Kate Spade created tote bags based on Haagen-Dazs ice cream flavors. Candy Corner is a line of cosmetics that smell and are packaged like Charms, Tootsie Rolls and Twizzlers. New York’s Chocolate Bar, primarily a sweets store, is selling its “Chocolate Girl” and “Chocolate Boy” T-shirts like hot cakes.

The shirts are cotton Ts with block letters. Store co-owner Alison Nelson says most people are attracted by the shirts’ blank canvas, which each wearer fills in with a favorite chocolate story.

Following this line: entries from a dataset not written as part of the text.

pub mod users;

use std::sync::Arc;

use axum::{middleware, routing::get, Router};
use tower_http::trace::{DefaultMakeSpan, DefaultOnFailure, DefaultOnRequest, DefaultOnResponse, TraceLayer};
use tracing::Level;

use service::storage::UserStore;

use crate::middleware::{run_chain, InterceptorChain};

/// State shared by every handler.
#[derive(Clone)]
pub struct AppState {
    pub users: Arc<UserStore>,
}

impl AppState {
    pub fn new(users: Arc<UserStore>) -> Self {
        Self { users }
    }
}

/// Build the application router: user CRUD routes behind the interceptor chain.
///
/// The chain is the outermost layer, so it sees every request, including
/// ones no route matches.
pub fn build_router(state: AppState, chain: InterceptorChain) -> Router {
    Router::new()
        .route("/users", get(users::list_users).post(users::create_user))
        .route(
            "/users/:id",
            get(users::get_user)
                .put(users::update_user)
                .delete(users::delete_user),
        )
        .with_state(state)
        .layer(
            // Spans stay at DEBUG so the default filter leaves one stdout line per request.
            TraceLayer::new_for_http()
                .make_span_with(DefaultMakeSpan::new().level(Level::DEBUG).include_headers(false))
                .on_request(DefaultOnRequest::new().level(Level::DEBUG))
                .on_response(DefaultOnResponse::new().level(Level::DEBUG).include_headers(false))
                .on_failure(DefaultOnFailure::new().level(Level::ERROR)),
        )
        .layer(middleware::from_fn_with_state(chain, run_chain))
}
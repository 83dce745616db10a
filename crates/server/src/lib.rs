pub mod errors;
pub mod middleware;
pub mod routes;
pub mod startup;

pub use startup::run;
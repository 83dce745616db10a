use axum::http::StatusCode;
use axum::response::{IntoResponse, Response};
use axum::Json;
use service::errors::ServiceError;
use thiserror::Error;
use tracing::debug;

/// Errors a handler can answer with. The display text is the client-facing
/// `message` field.
#[derive(Debug, Error, PartialEq, Eq)]
pub enum ApiError {
    #[error("Dados inválidos")]
    Validation,
    #[error("Usuário não encontrado")]
    NotFound,
    #[error("ID já existe")]
    Conflict,
}

impl ApiError {
    pub fn status(&self) -> StatusCode {
        match self {
            ApiError::Validation => StatusCode::BAD_REQUEST,
            ApiError::NotFound => StatusCode::NOT_FOUND,
            ApiError::Conflict => StatusCode::CONFLICT,
        }
    }
}

impl IntoResponse for ApiError {
    fn into_response(self) -> Response {
        let status = self.status();
        (status, Json(serde_json::json!({"message": self.to_string()}))).into_response()
    }
}

impl From<ServiceError> for ApiError {
    fn from(e: ServiceError) -> Self {
        debug!(error = %e, "request rejected");
        match e {
            ServiceError::Model(_) => ApiError::Validation,
            ServiceError::NotFound(_) => ApiError::NotFound,
            ServiceError::Conflict(_) => ApiError::Conflict,
        }
    }
}

#[derive(Debug, Error)]
pub enum StartupError {
    #[error("invalid configuration: {0}")]
    InvalidConfig(String),
    #[error("cannot bind {addr}: {source}")]
    Bind {
        addr: std::net::SocketAddr,
        #[source]
        source: std::io::Error,
    },
}
//! Small utility helpers used across modules.

use std::fs;
use std::io;
use std::path::Path;

use uuid::Uuid;

/// Very small and safe string templating.
/// Replaces occurrences of `{key}` in the template with provided values.
/// This is intentionally simple (no nested/conditional logic).
pub fn fill_template(tpl: &str, pairs: &[(&str, &str)]) -> String {
  let mut out = tpl.to_string();
  for (k, v) in pairs {
    let needle = format!("{{{}}}", k);
    out = out.replace(&needle, v);
  }
  out
}

/// Filesystem-safe identifier for a title.
///
/// Lowercases, keeps alphanumerics, and collapses every other run of
/// characters into a single `-`. Leading and trailing separators are dropped,
/// so `"  Rust: Ownership & Borrowing "` becomes `"rust-ownership-borrowing"`.
pub fn slugify(title: &str) -> String {
  let mut out = String::with_capacity(title.len());
  let mut pending_sep = false;
  for ch in title.chars() {
    if ch.is_alphanumeric() {
      if pending_sep && !out.is_empty() {
        out.push('-');
      }
      pending_sep = false;
      out.extend(ch.to_lowercase());
    } else {
      pending_sep = true;
    }
  }
  out
}

/// Log-safe truncation for large strings.
/// Avoids spamming logs with huge request/response payloads.
pub fn trunc_for_log(s: &str, max: usize) -> String {
  if s.len() <= max {
    return s.to_string();
  }
  let mut cut = max;
  while !s.is_char_boundary(cut) {
    cut -= 1;
  }
  format!("{}… ({} bytes total)", &s[..cut], s.len())
}

/// Replace `path` with `bytes` so that readers see either the old or the new
/// file, never a half-written one. The temp file lives next to the target so
/// the final rename stays on one filesystem.
pub fn write_atomic(path: &Path, bytes: &[u8]) -> io::Result<()> {
  let dir = path.parent().filter(|p| !p.as_os_str().is_empty()).unwrap_or(Path::new("."));
  fs::create_dir_all(dir)?;
  let name = path
    .file_name()
    .and_then(|n| n.to_str())
    .ok_or_else(|| io::Error::new(io::ErrorKind::InvalidInput, "target has no file name"))?;
  let tmp = dir.join(format!(".{}.{}.tmp", name, Uuid::new_v4().simple()));
  if let Err(e) = fs::write(&tmp, bytes).and_then(|_| fs::rename(&tmp, path)) {
    let _ = fs::remove_file(&tmp);
    return Err(e);
  }
  Ok(())
}

#[cfg(test)]
mod tests {
  use super::*;

  #[test]
  fn fill_template_replaces_every_occurrence() {
    let out = fill_template("{title}: {focus} ({title})", &[("title", "Traits"), ("focus", "dispatch")]);
    assert_eq!(out, "Traits: dispatch (Traits)");
  }

  #[test]
  fn slugify_collapses_separators() {
    assert_eq!(slugify("  Rust: Ownership & Borrowing "), "rust-ownership-borrowing");
    assert_eq!(slugify("A"), "a");
    assert_eq!(slugify("HTTP/2 in 10 Minutes!"), "http-2-in-10-minutes");
    assert_eq!(slugify("--- ??? ---"), "");
  }

  #[test]
  fn trunc_for_log_respects_char_boundaries() {
    let s = "ééééé";
    let out = trunc_for_log(s, 3);
    assert!(out.starts_with('é'));
    assert!(out.ends_with("(10 bytes total)"));
  }

  #[test]
  fn write_atomic_replaces_contents() {
    let dir = tempfile::tempdir().unwrap();
    let path = dir.path().join("nested").join("file.json");
    write_atomic(&path, b"one").unwrap();
    write_atomic(&path, b"two").unwrap();
    assert_eq!(fs::read_to_string(&path).unwrap(), "two");
    let leftovers: Vec<_> = fs::read_dir(path.parent().unwrap())
      .unwrap()
      .filter_map(|e| e.ok())
      .filter(|e| e.file_name().to_string_lossy().ends_with(".tmp"))
      .collect();
    assert!(leftovers.is_empty());
  }
}
//! Module tree validation and publishing of a content store.
//!
//! Module ids must be unique across the whole tree (a repeated id is how a
//! cycle would show up in a serialized tree) and every lesson reference must
//! resolve. Dangling references are an error, never skipped.

use std::collections::{HashMap, HashSet};
use std::path::Path;

use chrono::Utc;
use tracing::{info, instrument};

use crate::domain::{BatchSpec, ContentMetadata, LearningModule, Lesson};
use crate::error::{StoreError, ValidationError};
use crate::store::{load_lesson_records, ContentStore};

pub fn validate_module_tree(modules: &[LearningModule], lesson_ids: &HashSet<&str>) -> Result<(), ValidationError> {
  let mut seen = HashSet::new();
  let mut result = Ok(());
  for root in modules {
    root.walk(&mut |m| {
      if result.is_err() {
        return;
      }
      if !seen.insert(m.id.as_str()) {
        result = Err(ValidationError::DuplicateModule(m.id.clone()));
        return;
      }
      if let Some(missing) = m.lessons.iter().find(|l| !lesson_ids.contains(l.as_str())) {
        result = Err(ValidationError::DanglingLesson { module: m.id.clone(), lesson: missing.clone() });
      }
    });
    result.clone()?;
  }
  result
}

/// Lessons keyed by id, rejecting duplicates and structurally invalid lessons.
pub fn index_lessons(lessons: Vec<Lesson>) -> Result<HashMap<String, Lesson>, ValidationError> {
  let mut by_id = HashMap::with_capacity(lessons.len());
  for lesson in lessons {
    lesson.validate()?;
    let id = lesson.metadata.id.clone();
    if by_id.insert(id.clone(), lesson).is_some() {
      return Err(ValidationError::DuplicateLesson(id));
    }
  }
  Ok(by_id)
}

/// A flat top-level module over `lessons`. When a batch spec is given its
/// order wins; lessons it does not mention follow, sorted by id.
pub fn single_module(
  id: &str,
  title: &str,
  description: &str,
  lessons: &[Lesson],
  order: Option<&BatchSpec>,
) -> LearningModule {
  let mut ids: Vec<String> = lessons.iter().map(|l| l.metadata.id.clone()).collect();
  ids.sort();
  if let Some(spec) = order {
    let rank: HashMap<String, usize> = spec.requests().iter().enumerate().map(|(i, r)| (r.id(), i)).collect();
    ids.sort_by_key(|id| rank.get(id).copied().unwrap_or(usize::MAX));
  }
  LearningModule {
    id: id.to_string(),
    title: title.to_string(),
    description: description.to_string(),
    lessons: ids,
    sub_modules: Vec::new(),
  }
}

/// How the module tree for a publish is obtained.
pub enum ModulePlan {
  /// A hand-written outline (JSON list of module trees).
  Outline(Vec<LearningModule>),
  /// One flat module over every generated lesson.
  Single { id: String, title: String, description: String, order: Option<BatchSpec> },
}

/// Read the lesson records in `lessons_dir`, build and validate the module
/// tree, and write a content store stamped with the current time.
#[instrument(level = "info", skip_all, fields(lessons_dir = %lessons_dir.display(), store_dir = %store_dir.display()))]
pub fn publish(lessons_dir: &Path, store_dir: &Path, plan: ModulePlan) -> Result<ContentMetadata, StoreError> {
  let lessons: Vec<Lesson> = load_lesson_records(lessons_dir)?.into_iter().map(|r| r.lesson).collect();
  let modules = match plan {
    ModulePlan::Outline(modules) => modules,
    ModulePlan::Single { id, title, description, order } => {
      vec![single_module(&id, &title, &description, &lessons, order.as_ref())]
    }
  };

  let by_id = index_lessons(lessons.clone())?;
  let ids: HashSet<&str> = by_id.keys().map(String::as_str).collect();
  validate_module_tree(&modules, &ids)?;

  let metadata = ContentMetadata { last_updated_timestamp: Utc::now() };
  ContentStore::new(store_dir).write_all(&lessons, &modules, &metadata)?;
  info!(
    target: "lesson_forge",
    lessons = lessons.len(),
    modules = modules.len(),
    timestamp = %metadata.last_updated_timestamp,
    "Published content store"
  );
  Ok(metadata)
}

#[cfg(test)]
mod tests {
  use super::*;
  use crate::domain::{fixtures, GenerationRequest, LessonRecord};
  use crate::store::lesson_record_path;

  fn ids<'a>(v: &'a [&'a str]) -> HashSet<&'a str> {
    v.iter().copied().collect()
  }

  #[test]
  fn valid_tree_passes() {
    let tree = vec![fixtures::module("root", &["a"], vec![fixtures::module("child", &["b"], vec![])])];
    assert!(validate_module_tree(&tree, &ids(&["a", "b"])).is_ok());
  }

  #[test]
  fn dangling_reference_is_an_error() {
    let tree = vec![fixtures::module("root", &["a"], vec![fixtures::module("child", &["ghost"], vec![])])];
    assert_eq!(
      validate_module_tree(&tree, &ids(&["a"])).unwrap_err(),
      ValidationError::DanglingLesson { module: "child".into(), lesson: "ghost".into() }
    );
  }

  #[test]
  fn repeated_module_id_is_rejected() {
    let tree = vec![
      fixtures::module("root", &[], vec![fixtures::module("shared", &[], vec![])]),
      fixtures::module("other", &[], vec![fixtures::module("root", &[], vec![])]),
    ];
    assert_eq!(validate_module_tree(&tree, &ids(&[])).unwrap_err(), ValidationError::DuplicateModule("root".into()));
  }

  #[test]
  fn duplicate_lessons_are_rejected() {
    let err = index_lessons(vec![fixtures::lesson("Traits"), fixtures::lesson("Traits")]).unwrap_err();
    assert_eq!(err, ValidationError::DuplicateLesson("traits".into()));
  }

  #[test]
  fn single_module_follows_batch_order() {
    let lessons = vec![fixtures::lesson("Alpha"), fixtures::lesson("Beta"), fixtures::lesson("Gamma")];
    let spec = BatchSpec::new(vec![GenerationRequest::new("Gamma", ""), GenerationRequest::new("Alpha", "")]).unwrap();
    let m = single_module("course", "Course", "", &lessons, Some(&spec));
    assert_eq!(m.lessons, vec!["gamma", "alpha", "beta"]);
    let m = single_module("course", "Course", "", &lessons, None);
    assert_eq!(m.lessons, vec!["alpha", "beta", "gamma"]);
  }

  #[test]
  fn publish_writes_a_readable_store() {
    let lessons_dir = tempfile::tempdir().unwrap();
    let store_dir = tempfile::tempdir().unwrap();
    for title in ["Alpha", "Beta"] {
      let record = LessonRecord { request: GenerationRequest::new(title, ""), lesson: fixtures::lesson(title) };
      std::fs::write(lesson_record_path(lessons_dir.path(), &record.lesson.metadata.id), serde_json::to_vec(&record).unwrap())
        .unwrap();
    }
    let plan = ModulePlan::Single { id: "course".into(), title: "Course".into(), description: String::new(), order: None };
    let meta = publish(lessons_dir.path(), store_dir.path(), plan).unwrap();

    let store = ContentStore::new(store_dir.path());
    assert_eq!(store.read_metadata().unwrap(), Some(meta));
    assert_eq!(store.read_lessons().unwrap().unwrap().len(), 2);
    assert_eq!(store.read_modules().unwrap().unwrap()[0].lessons, vec!["alpha", "beta"]);
  }

  #[test]
  fn publish_refuses_dangling_outline() {
    let lessons_dir = tempfile::tempdir().unwrap();
    let store_dir = tempfile::tempdir().unwrap();
    let plan = ModulePlan::Outline(vec![fixtures::module("root", &["missing"], vec![])]);
    let err = publish(lessons_dir.path(), store_dir.path(), plan).unwrap_err();
    assert!(matches!(err, StoreError::Invalid(ValidationError::DanglingLesson { .. })));
    assert!(ContentStore::new(store_dir.path()).read_metadata().unwrap().is_none());
  }
}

“Chocolate in general carries so many ideas, feelings, images, and it means so much to different people. It’s why we kept the T-shirts so simple: It makes it personal for whoever sees them or wears them,” Nelson says.

Because Nelson and her business partner, Matt Lewis, are food people, not fashion people, the shirts happened by accident. At tasting events, store employees wore “chocolate” stickers across the chests of their brown T-shirts. Customers would offer $20 for the shirts on the spot. “I guess it’s a way of indulging without actually putting something in your mouth,” Nelson says.

“Candyland” serves as the inspiration for designer Cynthia Rowley’s next collection. “It’ll be over-the-top sweets,” she says of her spring 2004 line, which will feature umbrellas with candy-cane handles.

“For most of us, candy is the forbidden fruit,” she says. But because it also reminds many people of their youth, there is something innately flirty and fun about sweets, she adds.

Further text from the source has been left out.